Never in a thousand years did I think I’d ever like a Martin McDonagh movie after how much I despised Three Billboards, but I have to admit I was charmed by Banshees of Inisherin. I’m a sucker for a well written one-room play and this feels like a hybrid of the best of stage play dialogue but with dynamic filmmaking. It feels too clunky to merely be about morality or a metaphor for the Irish civil war, but as a portrait of the dissolution of a well-meaning man’s life, the journey from contentment into burning resentment, it resonates. It’s the desperate and selfish desire to cling on to what you think is “right” despite all evidence pointing to the contrary. Two sides of the same coin. Basically a how-not-to guide of navigating highly emotional conflict management — even more effective for being about friendship than a romantic relationship.
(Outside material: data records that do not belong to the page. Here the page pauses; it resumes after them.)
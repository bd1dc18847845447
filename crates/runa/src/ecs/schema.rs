//! Parsed entity type definitions.
//!
//! One JSON object per entity type:
//!
//! ```json
//! { "name": "elite_wolf", "inherits_from": ["wolf"], "component_y": { "value": 2 } }
//! ```
//!
//! Every object-valued field is a component declaration keyed by the
//! component's identifier. Bases are only checked for existence once all
//! files are loaded, so a type may refer to one defined later.

use serde_json::{Map, Value};

use super::registry::ComponentRegistry;
use crate::error::{EcsError, Result};

#[derive(Debug, Clone, PartialEq, Eq)]
pub struct EntityType {
    name: String,
    is_template: bool,
    components: Vec<&'static str>,
    bases: Vec<String>,
}

impl EntityType {
    pub fn parse(node: &Value, registry: &ComponentRegistry) -> Result<Self> {
        let object = node.as_object().ok_or_else(|| {
            EcsError::InvalidArgument("entity type definition must be an object".to_string())
        })?;
        Self::from_object(object, registry)
    }

    pub(crate) fn from_object(
        object: &Map<String, Value>,
        registry: &ComponentRegistry,
    ) -> Result<Self> {
        let name = match object.get("name") {
            Some(Value::String(name)) => name.clone(),
            Some(_) => {
                return Err(EcsError::InvalidArgument(
                    "entity type \"name\" must be a string".to_string(),
                ));
            }
            None => {
                return Err(EcsError::InvalidArgument(
                    "entity type is missing \"name\"".to_string(),
                ));
            }
        };

        let is_template = match object.get("is_template") {
            None => false,
            Some(Value::Bool(flag)) => *flag,
            Some(_) => {
                return Err(EcsError::InvalidArgument(format!(
                    "\"is_template\" of entity type \"{name}\" must be a boolean"
                )));
            }
        };

        let bases = match object.get("inherits_from") {
            None => Vec::new(),
            Some(Value::Array(entries)) => entries
                .iter()
                .map(|entry| {
                    entry.as_str().map(str::to_string).ok_or_else(|| {
                        EcsError::InvalidArgument(format!(
                            "\"inherits_from\" of entity type \"{name}\" must only contain strings"
                        ))
                    })
                })
                .collect::<Result<Vec<_>>>()?,
            Some(_) => {
                return Err(EcsError::InvalidArgument(format!(
                    "\"inherits_from\" of entity type \"{name}\" must be an array"
                )));
            }
        };

        let mut components = Vec::new();
        for (key, value) in object {
            if !value.is_object() {
                continue;
            }
            let Some(id) = registry.intern(key) else {
                log::error!("Entity type \"{name}\" declares unknown component \"{key}\"");
                return Err(EcsError::UnknownComponent(key.clone()));
            };
            components.push(id);
        }

        Ok(Self {
            name,
            is_template,
            components,
            bases,
        })
    }

    pub fn name(&self) -> &str {
        &self.name
    }

    /// Templates exist only to be inherited from.
    pub fn is_template(&self) -> bool {
        self.is_template
    }

    /// Identifiers declared directly on this type.
    pub fn components(&self) -> &[&'static str] {
        &self.components
    }

    /// Names of the types this one inherits from, in declaration order.
    pub fn bases(&self) -> &[String] {
        &self.bases
    }

    pub fn declares(&self, id: &str) -> bool {
        self.components.iter().any(|declared| *declared == id)
    }
}

#[cfg(test)]
mod tests {
    use serde_json::json;

    use super::*;
    use crate::ecs::testing::registry;

    #[test]
    fn parses_full_definition() {
        let registry = registry();
        let node = json!({
            "name": "elite_wolf",
            "is_template": false,
            "inherits_from": ["wolf", "pack_member"],
            "component_x": { "value": 1 },
            "wolfish": {},
        });

        let ty = EntityType::parse(&node, &registry).unwrap();
        assert_eq!(ty.name(), "elite_wolf");
        assert!(!ty.is_template());
        assert_eq!(ty.bases(), ["wolf", "pack_member"]);
        assert!(ty.declares("component_x"));
        assert!(ty.declares("wolfish"));
        assert_eq!(ty.components().len(), 2);
    }

    #[test]
    fn defaults_when_optional_fields_missing() {
        let ty = EntityType::parse(&json!({ "name": "rock" }), &registry()).unwrap();
        assert!(!ty.is_template());
        assert!(ty.bases().is_empty());
        assert!(ty.components().is_empty());
    }

    #[test]
    fn scalar_fields_are_not_components() {
        let node = json!({ "name": "note", "description": "just text", "weight": 3 });
        let ty = EntityType::parse(&node, &registry()).unwrap();
        assert!(ty.components().is_empty());
    }

    #[test]
    fn name_is_required() {
        let registry = registry();
        for node in [json!({}), json!({ "name": 3 }), json!(["name"])] {
            assert!(matches!(
                EntityType::parse(&node, &registry),
                Err(EcsError::InvalidArgument(_))
            ));
        }
    }

    #[test]
    fn rejects_malformed_optional_fields() {
        let registry = registry();
        for node in [
            json!({ "name": "a", "is_template": "yes" }),
            json!({ "name": "a", "inherits_from": ["ok", 4] }),
        ] {
            assert!(matches!(
                EntityType::parse(&node, &registry),
                Err(EcsError::InvalidArgument(_))
            ));
        }
    }

    #[test]
    fn inherits_from_must_be_an_array() {
        let registry = registry();
        for bases in [json!("wolf"), json!({ "wolf": true }), json!(null)] {
            let node = json!({ "name": "pup", "inherits_from": bases });
            assert!(matches!(
                EntityType::parse(&node, &registry),
                Err(EcsError::InvalidArgument(ref msg)) if msg.contains("must be an array")
            ));
        }
    }

    #[test]
    fn unknown_component_is_rejected() {
        let node = json!({ "name": "dragon", "fire_breath": { "range": 5 } });
        let err = EntityType::parse(&node, &registry()).unwrap_err();
        assert!(matches!(err, EcsError::UnknownComponent(id) if id == "fire_breath"));
    }

    #[test]
    fn bases_are_not_checked_at_parse_time() {
        let node = json!({ "name": "pup", "inherits_from": ["defined_later"] });
        let ty = EntityType::parse(&node, &registry()).unwrap();
        assert_eq!(ty.bases(), ["defined_later"]);
    }
}
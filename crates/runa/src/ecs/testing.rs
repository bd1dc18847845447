//! Component kinds and helpers shared by the unit tests.

use std::sync::Arc;

use serde::Deserialize;

use super::component::AbstractComponent;
use super::manager::EntityManager;
use super::registry::{ComponentRegistry, KindDescriptor};

#[derive(Debug, Clone, Default, PartialEq, Deserialize)]
pub struct ComponentX {
    #[serde(default)]
    pub value: i64,
}
crate::impl_component!(ComponentX, "component_x");

#[derive(Debug, Clone, Default, PartialEq, Deserialize)]
pub struct ComponentY {
    #[serde(default)]
    pub value: i64,
}
crate::impl_component!(ComponentY, "component_y");

/// Abstract kind: anything alive.
pub struct Creature;

impl AbstractComponent for Creature {
    type Shared = Vitals;
}

#[derive(Debug, Clone, Default, PartialEq, Deserialize)]
pub struct Vitals {
    #[serde(default)]
    pub health: i64,
}

#[derive(Debug, Clone, Default, PartialEq, Deserialize)]
pub struct Wolfish {
    #[serde(flatten)]
    pub vitals: Vitals,
    #[serde(default)]
    pub howl: i64,
}
crate::impl_component!(Wolfish, "wolfish", extends Creature => vitals);

#[derive(Debug, Clone, Default, PartialEq, Deserialize)]
pub struct Birdlike {
    #[serde(flatten)]
    pub vitals: Vitals,
    #[serde(default)]
    pub wingspan: i64,
}
crate::impl_component!(Birdlike, "birdlike", extends Creature => vitals);

pub fn kinds() -> Vec<KindDescriptor> {
    vec![
        KindDescriptor::concrete::<ComponentX>(),
        KindDescriptor::concrete::<ComponentY>(),
        KindDescriptor::abstract_kind::<Creature>(),
        KindDescriptor::concrete::<Wolfish>(),
        KindDescriptor::concrete::<Birdlike>(),
    ]
}

pub fn registry() -> Arc<ComponentRegistry> {
    Arc::new(ComponentRegistry::register_discovered_kinds(kinds()).unwrap())
}

/// Build a manager from inline entity type documents.
pub fn manager(docs: &[&str]) -> EntityManager {
    try_manager(docs).unwrap()
}

pub fn try_manager(docs: &[&str]) -> crate::Result<EntityManager> {
    docs.iter()
        .enumerate()
        .try_fold(EntityManager::builder(registry()), |builder, (i, doc)| {
            builder.load_str(&format!("doc{i}"), doc)
        })?
        .build()
}
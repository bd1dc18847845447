//! Convenience re-exports for game code.
//!
//! ```ignore
//! use runa::prelude::*;
//! ```

pub use crate::config::ManagerConfig;
pub use crate::ecs::{
    AbstractComponent, Component, ComponentKind, ComponentRegistry, Entity, EntityId,
    EntityManager, EntityRef, EntityType, Filter, KindDescriptor, KindInfo, Observer,
    ObserverSystem, QueryResult, Schedule, System, Ticks,
};
pub use crate::error::{DataShapeError, DependencyFault, EcsError, Result};
pub use crate::impl_component;
pub use crate::lifetime::{Lifetime, LifetimeSystem};
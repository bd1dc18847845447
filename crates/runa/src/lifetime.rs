//! Entities that expire after a fixed number of ticks.
//!
//! ```json
//! { "name": "spark", "lifetime": { "maximum": 30 } }
//! ```

use serde::Deserialize;

use crate::ecs::{EntityManager, Filter, QueryResult, System, Ticks};
use crate::error::Result;

/// How long an entity has lived, and how long it may live.
#[derive(Debug, Clone, Default, PartialEq, Eq, Deserialize)]
pub struct Lifetime {
    /// Ticks lived so far. Not read from data.
    #[serde(skip)]
    pub current: u64,
    pub maximum: u64,
}
crate::impl_component!(Lifetime, "lifetime");

impl Lifetime {
    pub fn new(maximum: u64) -> Self {
        Self {
            current: 0,
            maximum,
        }
    }

    pub fn is_expired(&self) -> bool {
        self.current >= self.maximum
    }
}

/// Ages every entity with a [`Lifetime`] and destroys the ones that reached
/// their maximum.
///
/// An entity is destroyed on the first tick that finds it expired, so one
/// with `maximum: 2` ticked by 1 survives two ticks and is destroyed on the
/// third.
#[derive(Debug)]
pub struct LifetimeSystem {
    filters: [Filter; 1],
}

impl LifetimeSystem {
    pub fn new() -> Self {
        Self {
            filters: [Filter::by_component::<Lifetime>()],
        }
    }
}

impl Default for LifetimeSystem {
    fn default() -> Self {
        Self::new()
    }
}

impl System for LifetimeSystem {
    fn filters(&self) -> &[Filter] {
        &self.filters
    }

    fn update(
        &mut self,
        manager: &mut EntityManager,
        elapsed: Ticks,
        entities: &QueryResult,
    ) -> Result<()> {
        let mut expired = Vec::new();
        for handle in entities {
            let mut entity = handle.borrow_mut();
            let lifetime = entity.get_mut::<Lifetime>()?;
            if lifetime.is_expired() {
                expired.push((handle.id(), entity.type_name().to_string()));
            } else {
                lifetime.current = lifetime.current.saturating_add(elapsed);
            }
        }

        for (id, type_name) in expired {
            manager.destroy(id);
            log::debug!(
                "Destroyed entity of type \"{type_name}\" because maximum lifetime was reached"
            );
        }
        Ok(())
    }
}

#[cfg(test)]
mod tests {
    use std::sync::Arc;

    use super::*;
    use crate::ecs::{Component, ComponentRegistry, KindDescriptor};

    fn manager() -> EntityManager {
        let registry = ComponentRegistry::register_discovered_kinds([
            KindDescriptor::concrete::<Lifetime>(),
        ])
        .unwrap();
        EntityManager::builder(Arc::new(registry))
            .load_str(
                "test",
                r#"[
                    { "name": "spark", "lifetime": { "maximum": 2 } },
                    { "name": "ember", "lifetime": { "maximum": 5 } },
                    { "name": "rock" }
                ]"#,
            )
            .unwrap()
            .build()
            .unwrap()
    }

    #[test]
    fn maximum_is_required() {
        let mut lifetime = Lifetime::default();
        assert!(lifetime.populate(&serde_json::json!({})).is_err());
        lifetime.populate(&serde_json::json!({ "maximum": 3, "current": 9 })).unwrap();
        assert_eq!(lifetime, Lifetime::new(3));
    }

    #[test]
    fn expires_after_maximum_ticks() {
        let mut manager = manager();
        let spark = manager.construct("spark").unwrap().id();
        let ember = manager.construct("ember").unwrap().id();
        let rock = manager.construct("rock").unwrap().id();

        let mut system = LifetimeSystem::new();
        system.tick(&mut manager, 1).unwrap();
        system.tick(&mut manager, 1).unwrap();
        assert!(manager.has_entity(spark));

        system.tick(&mut manager, 1).unwrap();
        assert!(!manager.has_entity(spark));
        assert!(manager.has_entity(ember));
        assert!(manager.has_entity(rock));

        let current = manager.get(ember).unwrap().borrow().get::<Lifetime>().unwrap().current;
        assert_eq!(current, 3);
    }

    #[test]
    fn elapsed_ticks_accumulate() {
        let mut manager = manager();
        let ember = manager.construct("ember").unwrap().id();

        let mut system = LifetimeSystem::new();
        system.tick(&mut manager, 5).unwrap();
        assert!(manager.has_entity(ember));
        system.tick(&mut manager, 5).unwrap();
        assert!(!manager.has_entity(ember));
    }
}
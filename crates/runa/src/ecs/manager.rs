//! # Entity Manager: Types In, Entities Out
//!
//! The manager owns three tables:
//!
//! ```text
//! types:    "elite_wolf" ──► EntityType { components, bases: ["wolf"] }
//! nodes:    "elite_wolf" ──► raw JSON object (component sub-nodes live here)
//! entities: EntityId     ──► EntityRef (the live population)
//! ```
//!
//! The first two are filled once, while loading, and never change afterwards.
//! Loading goes through [`EntityManagerBuilder`]; only
//! [`build`](EntityManagerBuilder::build) produces a manager, and it refuses
//! to do so while any `inherits_from` entry points at a type that does not
//! exist.
//!
//! ## Construction Order
//!
//! A type's own components are populated first, then each base in declaration
//! order, depth-first. Every component in the resolved chain must have a
//! distinct identifier:
//!
//! ```text
//! elite_wolf { component_y }      1. component_y  (from elite_wolf's node)
//!   └── wolf { component_x }      2. component_x  (from wolf's node)
//! ```
//!
//! A component declared twice along the chain is an error, even when both
//! declarations come from one shared grandparent reached by two paths.

use std::collections::HashMap;
use std::fs;
use std::path::{Path, PathBuf};
use std::sync::Arc;

use serde_json::{Map, Value};

use super::component::KindInfo;
use super::entity::{Entity, EntityId, EntityRef};
use super::query::QueryResult;
use super::registry::{ComponentRegistry, KindDescriptor};
use super::schema::EntityType;
use crate::config::ManagerConfig;
use crate::error::{DataShapeError, DependencyFault, EcsError, Result};

/// Loads entity types, constructs entities and owns the live population.
#[derive(Debug)]
pub struct EntityManager {
    registry: Arc<ComponentRegistry>,
    types: HashMap<String, EntityType>,
    nodes: HashMap<String, Map<String, Value>>,
    entities: HashMap<EntityId, EntityRef>,
}

impl EntityManager {
    /// Register `kinds`, load every entity type file the configuration points
    /// at and validate the inheritance graph.
    ///
    /// ```ignore
    /// let manager = EntityManager::initialize(
    ///     [KindDescriptor::concrete::<Lifetime>()],
    ///     &ManagerConfig::new("assets/entities"),
    /// )?;
    /// ```
    pub fn initialize<I>(kinds: I, config: &ManagerConfig) -> Result<Self>
    where
        I: IntoIterator<Item = KindDescriptor>,
    {
        let registry = Arc::new(ComponentRegistry::register_discovered_kinds(kinds)?);
        config
            .entity_dirs
            .iter()
            .try_fold(Self::builder(registry), |builder, dir| {
                builder.load_dir(dir, config)
            })?
            .build()
    }

    /// Start loading entity types by hand.
    pub fn builder(registry: Arc<ComponentRegistry>) -> EntityManagerBuilder {
        EntityManagerBuilder {
            registry,
            types: HashMap::new(),
            nodes: HashMap::new(),
        }
    }

    pub fn registry(&self) -> &Arc<ComponentRegistry> {
        &self.registry
    }

    // ── entity types ────────────────────────────────────────────────────

    pub fn has_entity_type(&self, name: &str) -> bool {
        self.types.contains_key(name)
    }

    pub fn entity_type(&self, name: &str) -> Option<&EntityType> {
        self.types.get(name)
    }

    /// All loaded entity types, templates included, sorted by name.
    pub fn entity_types(&self) -> Vec<&EntityType> {
        let mut types: Vec<_> = self.types.values().collect();
        types.sort_by(|a, b| a.name().cmp(b.name()));
        types
    }

    /// Every non-template type that directly declares a component of kind `K`
    /// (or, for an abstract `K`, any of its specializations).
    pub fn types_with<K: 'static>(&self) -> Result<Vec<&EntityType>> {
        self.types_with_kind(KindInfo::of::<K>())
    }

    pub fn types_with_kind(&self, kind: KindInfo) -> Result<Vec<&EntityType>> {
        if !self.registry.is_component(kind) {
            return Err(EcsError::InvalidArgument(format!(
                "`{}` is not a component kind",
                kind.name()
            )));
        }
        let ids = self.registry.derived_identifiers(kind);
        let mut matching: Vec<_> = self
            .types
            .values()
            .filter(|ty| !ty.is_template())
            .filter(|ty| ids.iter().any(|id| ty.declares(id)))
            .collect();
        matching.sort_by(|a, b| a.name().cmp(b.name()));
        Ok(matching)
    }

    // ── construction ────────────────────────────────────────────────────

    /// Build an entity of `type_name` and add it to the live population.
    pub fn construct(&mut self, type_name: &str) -> Result<EntityRef> {
        let entity = self.build_entity(type_name)?;
        let handle = EntityRef::new(entity);
        log::debug!(
            "Constructed entity {} of type \"{type_name}\"",
            handle.id()
        );
        self.entities.insert(handle.id(), handle.clone());
        Ok(handle)
    }

    /// Build an entity of `type_name` without adding it to the live
    /// population. Queries never see it and it cannot be destroyed by id.
    pub fn construct_temporary(&self, type_name: &str) -> Result<Entity> {
        self.build_entity(type_name)
    }

    /// A temporary entity of every type [`types_with`](Self::types_with)
    /// returns for `K`.
    pub fn construct_temporaries<K: 'static>(&self) -> Result<Vec<Entity>> {
        self.types_with::<K>()?
            .into_iter()
            .map(|ty| self.construct_temporary(ty.name()))
            .collect()
    }

    fn build_entity(&self, type_name: &str) -> Result<Entity> {
        let Some(ty) = self.types.get(type_name) else {
            log::error!("Tried to construct unknown entity type \"{type_name}\"");
            return Err(EcsError::UnknownEntityType {
                name: type_name.to_string(),
                reason: "no such entity type",
            });
        };
        if ty.is_template() {
            log::error!("Tried to construct template type \"{type_name}\"");
            return Err(EcsError::UnknownEntityType {
                name: type_name.to_string(),
                reason: "templates cannot be constructed",
            });
        }

        let mut entity = Entity::new(Arc::clone(&self.registry), type_name);
        let mut chain = Vec::new();
        self.populate(&mut entity, ty, &mut chain)?;
        Ok(entity)
    }

    /// Populate `ty`'s own components, then recurse into its bases.
    /// `chain` holds the types currently being populated.
    fn populate<'a>(
        &'a self,
        entity: &mut Entity,
        ty: &'a EntityType,
        chain: &mut Vec<&'a str>,
    ) -> Result<()> {
        if chain.contains(&ty.name()) {
            log::error!(
                "Entity type \"{}\" inherits from itself through \"{}\"",
                entity.type_name(),
                ty.name()
            );
            return Err(dependency_error(
                entity,
                DependencyFault::Cycle(ty.name().to_string()),
            ));
        }
        chain.push(ty.name());

        let node = self.nodes.get(ty.name());
        for &id in ty.components() {
            if entity.has_id(id)? {
                log::error!(
                    "Found duplicate component type \"{id}\" in entity type \"{}\" while constructing \"{}\"",
                    ty.name(),
                    entity.type_name()
                );
                log::info!("This could indicate a circular dependency");
                return Err(dependency_error(
                    entity,
                    DependencyFault::DuplicateComponent(id.to_string()),
                ));
            }
            if let Some(existing) = entity.conflict_for(id) {
                log::error!(
                    "Component \"{id}\" of entity type \"{}\" conflicts with \"{existing}\" while constructing \"{}\"",
                    ty.name(),
                    entity.type_name()
                );
                return Err(dependency_error(
                    entity,
                    DependencyFault::ConflictingSpecialization {
                        component: id.to_string(),
                        existing: existing.to_string(),
                    },
                ));
            }

            // Declarations are parsed from the cached node, so the data is always there.
            let Some(data) = node.and_then(|node| node.get(id)) else {
                log::error!(
                    "Cached definition of entity type \"{}\" has no data for declared component \"{id}\"",
                    ty.name()
                );
                return Err(EcsError::Inconsistent(format!(
                    "entity type \"{}\" declares \"{id}\" but its cached definition has no such field",
                    ty.name()
                )));
            };
            let mut component = self.registry.instantiate(id)?;
            component.populate(data).map_err(|source| {
                log::error!(
                    "Could not populate component \"{id}\" of entity type \"{}\": {source}",
                    ty.name()
                );
                EcsError::DataShape {
                    component: id.to_string(),
                    source,
                }
            })?;
            entity.add_boxed(id, component)?;
        }

        for base in ty.bases() {
            let Some(base_ty) = self.types.get(base) else {
                return Err(dependency_error(
                    entity,
                    DependencyFault::MissingBase(base.clone()),
                ));
            };
            self.populate(entity, base_ty, chain)?;
        }

        chain.pop();
        Ok(())
    }

    // ── live population ─────────────────────────────────────────────────

    /// Remove an entity from the live population. Handles held elsewhere
    /// stay valid.
    pub fn destroy(&mut self, id: EntityId) -> Option<EntityRef> {
        let removed = self.entities.remove(&id);
        if removed.is_none() {
            log::warn!("Tried to destroy non-existing entity with id \"{id}\"");
        }
        removed
    }

    /// Empty the live population, returning how many entities were removed.
    pub fn destroy_all(&mut self) -> usize {
        let count = self.entities.len();
        self.entities.clear();
        count
    }

    pub fn has_entity(&self, id: EntityId) -> bool {
        self.entities.contains_key(&id)
    }

    pub fn get(&self, id: EntityId) -> Option<EntityRef> {
        self.entities.get(&id).cloned()
    }

    pub fn entity_count(&self) -> usize {
        self.entities.len()
    }

    /// Snapshot of the whole live population, the root of every filter chain.
    pub fn all_entities(&self) -> QueryResult {
        self.entities.values().cloned().collect()
    }
}

fn dependency_error(entity: &Entity, fault: DependencyFault) -> EcsError {
    EcsError::EntityDependency {
        entity_type: entity.type_name().to_string(),
        fault,
    }
}

/// Accumulates entity type definitions until [`build`](Self::build)
/// validates them.
#[derive(Debug)]
pub struct EntityManagerBuilder {
    registry: Arc<ComponentRegistry>,
    types: HashMap<String, EntityType>,
    nodes: HashMap<String, Map<String, Value>>,
}

impl EntityManagerBuilder {
    /// Load a JSON document from text. `origin` names it in errors.
    pub fn load_str(self, origin: &str, text: &str) -> Result<Self> {
        let document: Value = serde_json::from_str(text).map_err(|source| {
            log::error!("Could not parse entity definitions in \"{origin}\": {source}");
            EcsError::Document {
                origin: origin.to_string(),
                source: source.into(),
            }
        })?;
        self.load_value(origin, document)
    }

    /// Load a document: an array of entity type objects.
    pub fn load_value(mut self, origin: &str, document: Value) -> Result<Self> {
        let Value::Array(entries) = document else {
            log::error!("Entity definitions in \"{origin}\" are not an array");
            return Err(EcsError::Document {
                origin: origin.to_string(),
                source: DataShapeError::Mismatch {
                    key: "/".to_string(),
                    expected: "an array of entity types",
                },
            });
        };

        for (index, entry) in entries.into_iter().enumerate() {
            let Value::Object(node) = entry else {
                log::warn!("Skipping entry {index} in \"{origin}\": not an object");
                continue;
            };
            let ty = EntityType::from_object(&node, &self.registry)
                .inspect_err(|err| {
                    log::error!("Invalid entity type at entry {index} in \"{origin}\": {err}");
                })?;
            let name = ty.name().to_string();
            if self.types.contains_key(&name) {
                log::error!("Entity type \"{name}\" in \"{origin}\" is already defined");
                return Err(EcsError::DuplicateEntityType(name));
            }
            log::debug!("Found entity type \"{name}\"");
            self.nodes.insert(name.clone(), node);
            self.types.insert(name, ty);
        }
        Ok(self)
    }

    pub fn load_file(self, path: impl AsRef<Path>) -> Result<Self> {
        let path = path.as_ref();
        let text = fs::read_to_string(path).map_err(|source| {
            log::error!("Could not read \"{}\": {source}", path.display());
            EcsError::Io {
                path: path.to_path_buf(),
                source,
            }
        })?;
        self.load_str(&path.display().to_string(), &text)
    }

    /// Load every file under `dir` carrying the configured extension, in
    /// sorted path order.
    pub fn load_dir(self, dir: impl AsRef<Path>, config: &ManagerConfig) -> Result<Self> {
        let dir = dir.as_ref();
        let mut files = Vec::new();
        collect_files(dir, config, &mut files)?;
        files.sort();
        log::debug!(
            "Loading {} entity type file(s) from \"{}\"",
            files.len(),
            dir.display()
        );
        files.iter().try_fold(self, |builder, file| builder.load_file(file))
    }

    /// Validate that every base named in `inherits_from` exists and hand
    /// over the finished manager.
    pub fn build(self) -> Result<EntityManager> {
        let mut names: Vec<&String> = self.types.keys().collect();
        names.sort();
        for name in names {
            let ty = &self.types[name];
            if let Some(missing) = ty.bases().iter().find(|base| !self.types.contains_key(*base)) {
                log::error!(
                    "Entity type \"{name}\" depends on invalid entity/template type \"{missing}\""
                );
                return Err(EcsError::EntityDependency {
                    entity_type: name.clone(),
                    fault: DependencyFault::MissingBase(missing.clone()),
                });
            }
        }

        log::debug!("Loaded {} entity types", self.types.len());
        Ok(EntityManager {
            registry: self.registry,
            types: self.types,
            nodes: self.nodes,
            entities: HashMap::new(),
        })
    }
}

fn collect_files(dir: &Path, config: &ManagerConfig, files: &mut Vec<PathBuf>) -> Result<()> {
    let io_error = |source: std::io::Error| EcsError::Io {
        path: dir.to_path_buf(),
        source,
    };
    for entry in fs::read_dir(dir).map_err(io_error)? {
        let path = entry.map_err(io_error)?.path();
        if path.is_dir() {
            if config.recursive {
                collect_files(&path, config, files)?;
            }
        } else if config.matches(&path) {
            files.push(path);
        }
    }
    Ok(())
}
//! # Entity: Identity Plus Components
//!
//! An entity owns at most one component per identifier. Kind-based lookups go
//! through the shared [`ComponentRegistry`], which is how a query for an
//! abstract kind finds whichever specialization the entity carries.
//!
//! Entities in the live population are handed out as [`EntityRef`] handles.
//! A handle stays valid after the entity is destroyed; the manager only drops
//! its own reference.

use std::cell::{Ref, RefCell, RefMut};
use std::collections::HashMap;
use std::fmt;
use std::hash::{Hash, Hasher};
use std::rc::Rc;
use std::sync::Arc;

use uuid::Uuid;

use super::component::{
    AbstractComponent, Component, ComponentKind, KindInfo, downcast_mut, downcast_ref,
};
use super::registry::ComponentRegistry;
use crate::error::{EcsError, Result};

/// Unique identity of an entity.
#[derive(Clone, Copy, PartialEq, Eq, Hash, PartialOrd, Ord)]
pub struct EntityId(Uuid);

impl EntityId {
    /// A fresh random identity.
    pub fn new() -> Self {
        Self(Uuid::new_v4())
    }

    pub fn as_uuid(&self) -> &Uuid {
        &self.0
    }
}

impl Default for EntityId {
    fn default() -> Self {
        Self::new()
    }
}

impl From<Uuid> for EntityId {
    fn from(uuid: Uuid) -> Self {
        Self(uuid)
    }
}

impl fmt::Debug for EntityId {
    fn fmt(&self, f: &mut fmt::Formatter<'_>) -> fmt::Result {
        write!(f, "Entity({})", self.0)
    }
}

impl fmt::Display for EntityId {
    fn fmt(&self, f: &mut fmt::Formatter<'_>) -> fmt::Result {
        write!(f, "{}", self.0)
    }
}

/// An identity, the name of the type it was built from, and its components.
pub struct Entity {
    id: EntityId,
    type_name: String,
    components: HashMap<&'static str, Box<dyn Component>>,
    registry: Arc<ComponentRegistry>,
}
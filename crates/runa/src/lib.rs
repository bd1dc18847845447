//! # Runa: Data-Driven Entity Registry
//!
//! Entities are bags of components, and entity *types* are described in JSON
//! files rather than in code. A type lists the components it carries and the
//! types it inherits from; the [`EntityManager`](ecs::EntityManager) resolves
//! that inheritance graph once at load time and builds live entities on demand.
//! Systems then pull filtered snapshots of the live population every tick.
//!
//! Start with `use runa::prelude::*`, register your component kinds and call
//! [`EntityManager::initialize`](ecs::EntityManager::initialize).

pub mod config;
pub mod ecs;
pub mod error;
pub mod lifetime;
pub mod prelude;

pub use config::ManagerConfig;
pub use error::{DataShapeError, DependencyFault, EcsError, Result};

#[doc(hidden)]
pub use serde_json;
Fire Island (Dir. Andrew Ahn)

Thank god somebody saved the romcom for us this year, because it was bleak out there. Fire Island is adorable, charming, predictable and fun – everything a modern reinterpretation of Pride and Prejudice should be. The casting here is great, with a solid enough group dynamic that you genuinely want to follow each of the characters as the story progresses. The central romance between Noah (Joel Kim Booster) and Will (Conrad Ricamora) has real heart, but the friendship between Noah and Howie (Bowen Yang) is the real selling point; as the stories flow between friends and lovers there’s more than enough to grasp onto in both the ‘rom’ and the ‘com’ categories.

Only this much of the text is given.